▶ Task statement
In the entries below, find the line with "use super::AppState;" and the line with "на главной странице". Print those two and everything between them exactly, and nothing else.
BEGIN
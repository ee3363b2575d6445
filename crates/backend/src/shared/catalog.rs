//! Каталог витрины: продукты, сертификаты, галерея.
//!
//! Загружается один раз при старте из TOML-файла и дальше только читается.

use crate::shared::slug::unique_slug;
use contracts::domain::a001_certificate::aggregate::CertificateDto;
use contracts::domain::a002_gallery_image::aggregate::GalleryImageDto;
use contracts::domain::a003_product::aggregate::{ProductDetailDto, ProductSummaryDto};
use serde::Deserialize;
use std::collections::HashSet;
use std::path::{Path, PathBuf};
use thiserror::Error;

#[derive(Debug, Error)]
pub enum CatalogError {
    #[error("failed to read catalog {path}: {source}")]
    Read {
        path: PathBuf,
        #[source]
        source: std::io::Error,
    },

    #[error("invalid catalog: {0}")]
    Parse(#[from] toml::de::Error),

    #[error("duplicate product slug: {0}")]
    DuplicateSlug(String),
}

/// Размер страницы результатов поиска
pub const SEARCH_PAGE_SIZE: usize = 25;

fn default_true() -> bool {
    true
}

#[derive(Debug, Clone, Deserialize)]
pub struct ProductRecord {
    pub name: String,
    /// Пустой - будет сгенерирован из названия
    #[serde(default)]
    pub slug: String,
    #[serde(default)]
    pub description: String,
    #[serde(default)]
    pub technology: String,
    #[serde(default)]
    pub image: String,
    #[serde(default)]
    pub certificate: String,
    #[serde(default)]
    pub instagram: String,
    #[serde(default)]
    pub weight: String,
    #[serde(default)]
    pub composition: String,
    #[serde(default)]
    pub calories: f64,
    #[serde(default)]
    pub proteins: f64,
    #[serde(default)]
    pub fats: f64,
    #[serde(default)]
    pub carbs: f64,
}

#[derive(Debug, Clone, Deserialize)]
pub struct CertificateRecord {
    pub name: String,
    #[serde(default)]
    pub description: String,
    pub image: String,
    #[serde(default)]
    pub order: u32,
    #[serde(default = "default_true")]
    pub is_active: bool,
}

#[derive(Debug, Clone, Deserialize)]
pub struct GalleryImageRecord {
    pub image: String,
    #[serde(default)]
    pub alt_text: String,
    #[serde(default)]
    pub order: u32,
    #[serde(default = "default_true")]
    pub is_active: bool,
}

#[derive(Debug, Clone, Default, Deserialize)]
pub struct Catalog {
    #[serde(default)]
    products: Vec<ProductRecord>,
    #[serde(default)]
    certificates: Vec<CertificateRecord>,
    #[serde(default)]
    gallery: Vec<GalleryImageRecord>,
}

fn non_empty(value: &str) -> Option<String> {
    if value.trim().is_empty() {
        None
    } else {
        Some(value.to_string())
    }
}

impl Catalog {
    pub fn load(path: &Path) -> Result<Self, CatalogError> {
        let contents = std::fs::read_to_string(path).map_err(|source| CatalogError::Read {
            path: path.to_path_buf(),
            source,
        })?;
        Self::from_toml_str(&contents)
    }

    pub fn from_toml_str(contents: &str) -> Result<Self, CatalogError> {
        let mut catalog: Catalog = toml::from_str(contents)?;
        catalog.assign_slugs()?;
        // sort_by_key стабильный: при равном order сохраняется порядок в файле
        catalog.certificates.sort_by_key(|c| c.order);
        catalog.gallery.sort_by_key(|g| g.order);
        Ok(catalog)
    }

    fn assign_slugs(&mut self) -> Result<(), CatalogError> {
        let mut taken = HashSet::new();
        for product in self.products.iter().filter(|p| !p.slug.is_empty()) {
            if !taken.insert(product.slug.clone()) {
                return Err(CatalogError::DuplicateSlug(product.slug.clone()));
            }
        }
        for product in self.products.iter_mut().filter(|p| p.slug.is_empty()) {
            let slug = unique_slug(&product.name, |candidate| taken.contains(candidate));
            tracing::debug!("Generated slug '{}' for product '{}'", slug, product.name);
            taken.insert(slug.clone());
            product.slug = slug;
        }
        Ok(())
    }

    pub fn certificates(&self) -> Vec<CertificateDto> {
        self.certificates
            .iter()
            .filter(|c| c.is_active)
            .map(|c| CertificateDto {
                name: c.name.clone(),
                description: c.description.clone(),
                image: c.image.clone(),
                order: c.order,
            })
            .collect()
    }

    pub fn gallery(&self) -> Vec<GalleryImageDto> {
        self.gallery
            .iter()
            .filter(|g| g.is_active)
            .map(|g| GalleryImageDto {
                image: g.image.clone(),
                alt_text: g.alt_text.clone(),
                order: g.order,
            })
            .collect()
    }

    pub fn products(&self) -> Vec<ProductSummaryDto> {
        self.products
            .iter()
            .map(|p| ProductSummaryDto {
                slug: p.slug.clone(),
                name: p.name.clone(),
                image: p.image.clone(),
            })
            .collect()
    }

    /// Поиск по подстроке в названии без учёта регистра, страницы с 1.
    /// Пустой запрос ничего не находит.
    pub fn search_products(&self, query: &str, page: usize) -> Vec<ProductSummaryDto> {
        let query = query.trim().to_lowercase();
        if query.is_empty() {
            return Vec::new();
        }
        let skip = page.saturating_sub(1) * SEARCH_PAGE_SIZE;
        self.products()
            .into_iter()
            .filter(|p| p.name.to_lowercase().contains(&query))
            .skip(skip)
            .take(SEARCH_PAGE_SIZE)
            .collect()
    }

    pub fn product_detail(&self, slug: &str) -> Option<ProductDetailDto> {
        let p = self.products.iter().find(|p| p.slug == slug)?;
        Some(ProductDetailDto {
            name: p.name.clone(),
            description: p.description.clone(),
            technology: p.technology.clone(),
            weight: p.weight.clone(),
            composition: p.composition.clone(),
            calories: p.calories,
            proteins: p.proteins,
            fats: p.fats,
            carbs: p.carbs,
            image: non_empty(&p.image),
            certificate: non_empty(&p.certificate),
            instagram: non_empty(&p.instagram),
        })
    }
}

#[cfg(test)]
mod tests {
    use super::*;

    const SAMPLE: &str = r#"
        [[products]]
        name = "Protein Bar"
        description = "Батончик"
        composition = "Финики\nОрехи"
        calories = 200
        proteins = 10.5
        fats = 7
        carbs = 22
        image = "/media/products/bar.jpg"

        [[products]]
        name = "Батончик"
        slug = "product"

        [[products]]
        name = "Пастила"

        [[certificates]]
        name = "ISO 22000"
        description = "Пищевая безопасность"
        image = "/media/certificates/iso.jpg"
        order = 2

        [[certificates]]
        name = "ГОСТ"
        image = "/media/certificates/gost.jpg"
        order = 1

        [[certificates]]
        name = "Old"
        image = "/media/certificates/old.jpg"
        is_active = false

        [[gallery]]
        image = "/media/gallery/b.jpg"
        alt_text = "B"
        order = 1

        [[gallery]]
        image = "/media/gallery/a.jpg"
        alt_text = "A"
        order = 1

        [[gallery]]
        image = "/media/gallery/first.jpg"
        order = 0
    "#;

    #[test]
    fn test_slugs_are_generated_and_unique() {
        let catalog = Catalog::from_toml_str(SAMPLE).unwrap();
        let slugs: Vec<String> = catalog.products().into_iter().map(|p| p.slug).collect();
        assert_eq!(slugs, vec!["protein-bar", "product", "product-1"]);
    }

    #[test]
    fn test_search_products_ignores_case() {
        let catalog = Catalog::from_toml_str(SAMPLE).unwrap();

        let names: Vec<String> = catalog
            .search_products("PROTEIN", 1)
            .into_iter()
            .map(|p| p.name)
            .collect();
        assert_eq!(names, vec!["Protein Bar"]);

        let found = catalog.search_products("  батон ", 1);
        assert_eq!(found.len(), 1);
        assert_eq!(found[0].slug, "product");

        assert!(catalog.search_products("", 1).is_empty());
        assert!(catalog.search_products("   ", 1).is_empty());
        assert!(catalog.search_products("мармелад", 1).is_empty());
    }

    #[test]
    fn test_search_products_pages() {
        let toml: String = (0..30)
            .map(|i| format!("[[products]]\nname = \"Bar {i}\"\n"))
            .collect();
        let catalog = Catalog::from_toml_str(&toml).unwrap();

        let first = catalog.search_products("bar", 1);
        assert_eq!(first.len(), SEARCH_PAGE_SIZE);
        assert_eq!(first[0].name, "Bar 0");

        let second = catalog.search_products("bar", 2);
        assert_eq!(second.len(), 5);
        assert_eq!(second[0].name, "Bar 25");

        assert_eq!(catalog.search_products("bar", 0).len(), SEARCH_PAGE_SIZE);
        assert!(catalog.search_products("bar", 3).is_empty());
    }

    #[test]
    fn test_duplicate_explicit_slug_is_rejected() {
        let toml = r#"
            [[products]]
            name = "A"
            slug = "same"

            [[products]]
            name = "B"
            slug = "same"
        "#;
        let err = Catalog::from_toml_str(toml).unwrap_err();
        assert!(matches!(err, CatalogError::DuplicateSlug(ref s) if s == "same"));
    }

    #[test]
    fn test_certificates_active_and_ordered() {
        let catalog = Catalog::from_toml_str(SAMPLE).unwrap();
        let names: Vec<String> = catalog.certificates().into_iter().map(|c| c.name).collect();
        assert_eq!(names, vec!["ГОСТ", "ISO 22000"]);
    }

    #[test]
    fn test_gallery_order_is_stable() {
        let catalog = Catalog::from_toml_str(SAMPLE).unwrap();
        let images: Vec<String> = catalog.gallery().into_iter().map(|g| g.image).collect();
        assert_eq!(
            images,
            vec![
                "/media/gallery/first.jpg",
                "/media/gallery/b.jpg",
                "/media/gallery/a.jpg"
            ]
        );
    }

    #[test]
    fn test_product_detail() {
        let catalog = Catalog::from_toml_str(SAMPLE).unwrap();
        let detail = catalog.product_detail("protein-bar").unwrap();
        assert_eq!(detail.name, "Protein Bar");
        assert_eq!(detail.calories, 200.0);
        assert_eq!(detail.image.as_deref(), Some("/media/products/bar.jpg"));
        assert_eq!(detail.certificate, None);

        assert!(catalog.product_detail("missing").is_none());
    }

    #[test]
    fn test_empty_catalog() {
        let catalog = Catalog::from_toml_str("").unwrap();
        assert!(catalog.products().is_empty());
        assert!(catalog.certificates().is_empty());
        assert!(catalog.gallery().is_empty());
    }
}
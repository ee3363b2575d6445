use axum::{extract::State, Json};
use contracts::domain::a002_gallery_image::aggregate::GalleryImageDto;

use super::AppState;

/// GET /api/gallery
pub async fn list_active(State(state): State<AppState>) -> Json<Vec<GalleryImageDto>> {
    Json(state.catalog.gallery())
}
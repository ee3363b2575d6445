use crate::shared::display_item::DisplayItem;
use serde::{Deserialize, Serialize};

/// Изображение галереи на главной странице
#[derive(Debug, Clone, Default, PartialEq, Serialize, Deserialize)]
pub struct GalleryImageDto {
    pub image: String,
    /// Описание изображения (alt), оно же подпись в модальном окне
    #[serde(default)]
    pub alt_text: String,
    #[serde(default)]
    pub order: u32,
}

impl GalleryImageDto {
    pub fn to_display_item(&self) -> DisplayItem {
        DisplayItem::new(self.image.clone(), self.alt_text.clone())
    }
}
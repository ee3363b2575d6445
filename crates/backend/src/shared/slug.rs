//! URL-slug для продуктов без явно заданного slug

/// Используется, когда из названия не осталось ни одного ASCII-символа
pub const FALLBACK_SLUG: &str = "product";

/// Приводит строку к виду `lower-case-ascii`.
///
/// Не-ASCII символы (в том числе кириллица) отбрасываются, пробелы и дефисы
/// схлопываются в один дефис.
pub fn slugify(value: &str) -> String {
    let mut slug = String::with_capacity(value.len());
    let mut pending_dash = false;

    for ch in value.chars() {
        if ch.is_ascii_alphanumeric() || ch == '_' {
            if pending_dash && !slug.is_empty() {
                slug.push('-');
            }
            pending_dash = false;
            slug.push(ch.to_ascii_lowercase());
        } else if ch.is_whitespace() || ch == '-' {
            pending_dash = true;
        }
    }

    slug.trim_matches(|c| c == '-' || c == '_').to_string()
}

/// Подбирает свободный slug: `base`, `base-1`, `base-2`, ...
pub fn unique_slug(name: &str, is_taken: impl Fn(&str) -> bool) -> String {
    let mut base = slugify(name);
    if base.is_empty() {
        base = FALLBACK_SLUG.to_string();
    }

    let mut candidate = base.clone();
    let mut n = 1;
    while is_taken(&candidate) {
        candidate = format!("{}-{}", base, n);
        n += 1;
    }
    candidate
}

#[cfg(test)]
mod tests {
    use super::*;
    use std::collections::HashSet;

    #[test]
    fn test_slugify() {
        assert_eq!(slugify("Protein Bar 2.0"), "protein-bar-20");
        assert_eq!(slugify("  Hello -- World  "), "hello-world");
        assert_eq!(slugify("Батончик Nuts"), "nuts");
        assert_eq!(slugify("Батончик"), "");
    }

    #[test]
    fn test_unique_slug_adds_suffix() {
        let taken: HashSet<&str> = ["bar", "bar-1"].into_iter().collect();
        assert_eq!(unique_slug("Bar", |s| taken.contains(s)), "bar-2");
        assert_eq!(unique_slug("Nuts", |s| taken.contains(s)), "nuts");
    }

    #[test]
    fn test_unique_slug_fallback() {
        assert_eq!(unique_slug("Батончик", |_| false), "product");
        assert_eq!(unique_slug("Пастила", |s| s == "product"), "product-1");
    }
}
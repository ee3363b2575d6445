use crate::domain::a003_product::api;
use crate::domain::a003_product::ui::details::ProductRenderer;
use crate::shared::api_utils::LoadError;
use crate::shared::modal_viewer::{ModalViewer, ModalViewerOverlay, ViewerConfig};
use contracts::domain::a003_product::aggregate::ProductSummaryDto;
use leptos::prelude::*;
use thaw::Spinner;
use wasm_bindgen_futures::spawn_local;
use web_sys::KeyboardEvent;

type ProductsResult = Option<Result<Vec<ProductSummaryDto>, LoadError>>;

/// Весь каталог для пустого запроса, иначе поиск по названию
fn load_products(products: RwSignal<ProductsResult>, query: String) {
    products.set(None);
    spawn_local(async move {
        let query = query.trim();
        let result = if query.is_empty() {
            api::list_products().await
        } else {
            api::search_products(query).await
        };
        if let Err(e) = &result {
            log::error!("Failed to load products: {}", e);
        }
        let _ = products.try_set(Some(result));
    });
}

/// Каталог продукции с поиском по названию
#[component]
pub fn ProductsPage() -> impl IntoView {
    let products = RwSignal::new(ProductsResult::None);
    let query = RwSignal::new(String::new());

    load_products(products, String::new());

    let on_submit = move |ev: leptos::ev::SubmitEvent| {
        ev.prevent_default();
        load_products(products, query.get_untracked());
    };

    view! {
        <section class="products">
            <h1 class="section-title">"Продукция"</h1>
            <form class="product-search" role="search" on:submit=on_submit>
                <input
                    type="search"
                    name="query"
                    placeholder="Поиск продукции"
                    aria-label="Поиск продукции"
                    bind:value=query
                />
                <button type="submit">"Найти"</button>
            </form>
            {move || match products.get() {
                None => view! { <div class="page-spinner"><Spinner /></div> }.into_any(),
                Some(Err(_)) => view! {
                    <p class="page-error">"Не удалось загрузить каталог."</p>
                }
                .into_any(),
                Some(Ok(list)) if list.is_empty() => view! {
                    <p class="page-empty">"Ничего не найдено."</p>
                }
                .into_any(),
                Some(Ok(list)) => view! { <ProductGrid products=list /> }.into_any(),
            }}
        </section>
    }
}

/// Enter и пробел на карточке в фокусе работают как клик.
/// Пока окно на экране, фокус остаётся на карточке под ним, и клавиши её не открывают.
fn activates_card(key: &str, viewer_visible: bool) -> bool {
    !viewer_visible && matches!(key, "Enter" | " ")
}

#[component]
fn ProductGrid(products: Vec<ProductSummaryDto>) -> impl IntoView {
    // без slug детали не запросить
    let products: Vec<_> = products
        .into_iter()
        .filter(|product| !product.slug.is_empty())
        .collect();
    let viewer = ModalViewer::new(
        ViewerConfig::new("productModal"),
        products.clone(),
        ProductRenderer,
    );

    let cards = products
        .into_iter()
        .enumerate()
        .map(|(index, product)| {
            let on_click = viewer.clone();
            let on_key = viewer.clone();
            let image = (!product.image.is_empty()).then(|| {
                let alt = product.name.clone();
                view! { <img class="product-img" src=product.image alt=alt loading="lazy" /> }
            });
            view! {
                <div
                    class="product-card"
                    tabindex="0"
                    role="button"
                    data-slug=product.slug
                    on:click=move |_| on_click.open(index)
                    on:keydown=move |ev: KeyboardEvent| {
                        if activates_card(&ev.key(), on_key.is_visible()) {
                            ev.prevent_default();
                            on_key.open(index);
                        }
                    }
                >
                    {image}
                    <h3 class="product-name">{product.name}</h3>
                </div>
            }
        })
        .collect_view();

    view! {
        <div class="product-grid">{cards}</div>
        <ModalViewerOverlay viewer=viewer />
    }
}
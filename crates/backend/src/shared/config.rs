use serde::Deserialize;
use std::net::SocketAddr;
use std::path::{Path, PathBuf};

#[derive(Debug, Deserialize, Clone)]
pub struct Config {
    pub server: ServerConfig,
    pub catalog: CatalogConfig,
    #[serde(rename = "static")]
    pub static_files: StaticConfig,
}

#[derive(Debug, Deserialize, Clone)]
pub struct ServerConfig {
    pub host: String,
    pub port: u16,
}

#[derive(Debug, Deserialize, Clone)]
pub struct CatalogConfig {
    pub path: String,
}

#[derive(Debug, Deserialize, Clone)]
pub struct StaticConfig {
    /// Собранный trunk'ом фронтенд
    pub dist_dir: String,
    /// Картинки продуктов, сертификатов и галереи (`/media/...`)
    pub media_dir: String,
}

/// Default configuration embedded in the binary
const DEFAULT_CONFIG: &str = r#"
[server]
host = "0.0.0.0"
port = 3000

[catalog]
path = "catalog.toml"

[static]
dist_dir = "dist"
media_dir = "media"
"#;

impl Config {
    pub fn socket_addr(&self) -> anyhow::Result<SocketAddr> {
        let addr = format!("{}:{}", self.server.host, self.server.port).parse()?;
        Ok(addr)
    }
}

/// Load configuration from config.toml file
///
/// Search order:
/// 1. Next to the executable (for production)
/// 2. Falls back to embedded default config
pub fn load_config() -> anyhow::Result<Config> {
    if let Ok(exe_path) = std::env::current_exe() {
        if let Some(exe_dir) = exe_path.parent() {
            let config_path = exe_dir.join("config.toml");

            if config_path.exists() {
                tracing::info!("Loading config from: {}", config_path.display());
                let contents = std::fs::read_to_string(&config_path)?;
                let config: Config = toml::from_str(&contents)?;
                return Ok(config);
            } else {
                tracing::warn!("config.toml not found at: {}", config_path.display());
            }
        }
    }

    tracing::info!("Using default embedded configuration");
    let config: Config = toml::from_str(DEFAULT_CONFIG)?;
    Ok(config)
}

/// Resolves a configured path.
/// Relative paths are taken relative to the executable directory.
pub fn resolve_path(configured: &str) -> PathBuf {
    let path = Path::new(configured);

    if path.is_absolute() {
        return path.to_path_buf();
    }

    if let Ok(exe_path) = std::env::current_exe() {
        if let Some(exe_dir) = exe_path.parent() {
            return exe_dir.join(path);
        }
    }

    // Fallback: use relative to current directory
    PathBuf::from(configured)
}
END
▶ Written answer
use super::AppState;

/// GET /api/gallery
pub async fn list_active(State(state): State<AppState>) -> Json<Vec<GalleryImageDto>> {
    Json(state.catalog.gallery())
}
repository ee3363b2575d6445
use crate::shared::display_item::DisplayItem;
use serde::{Deserialize, Serialize};

/// Изображение галереи на главной странице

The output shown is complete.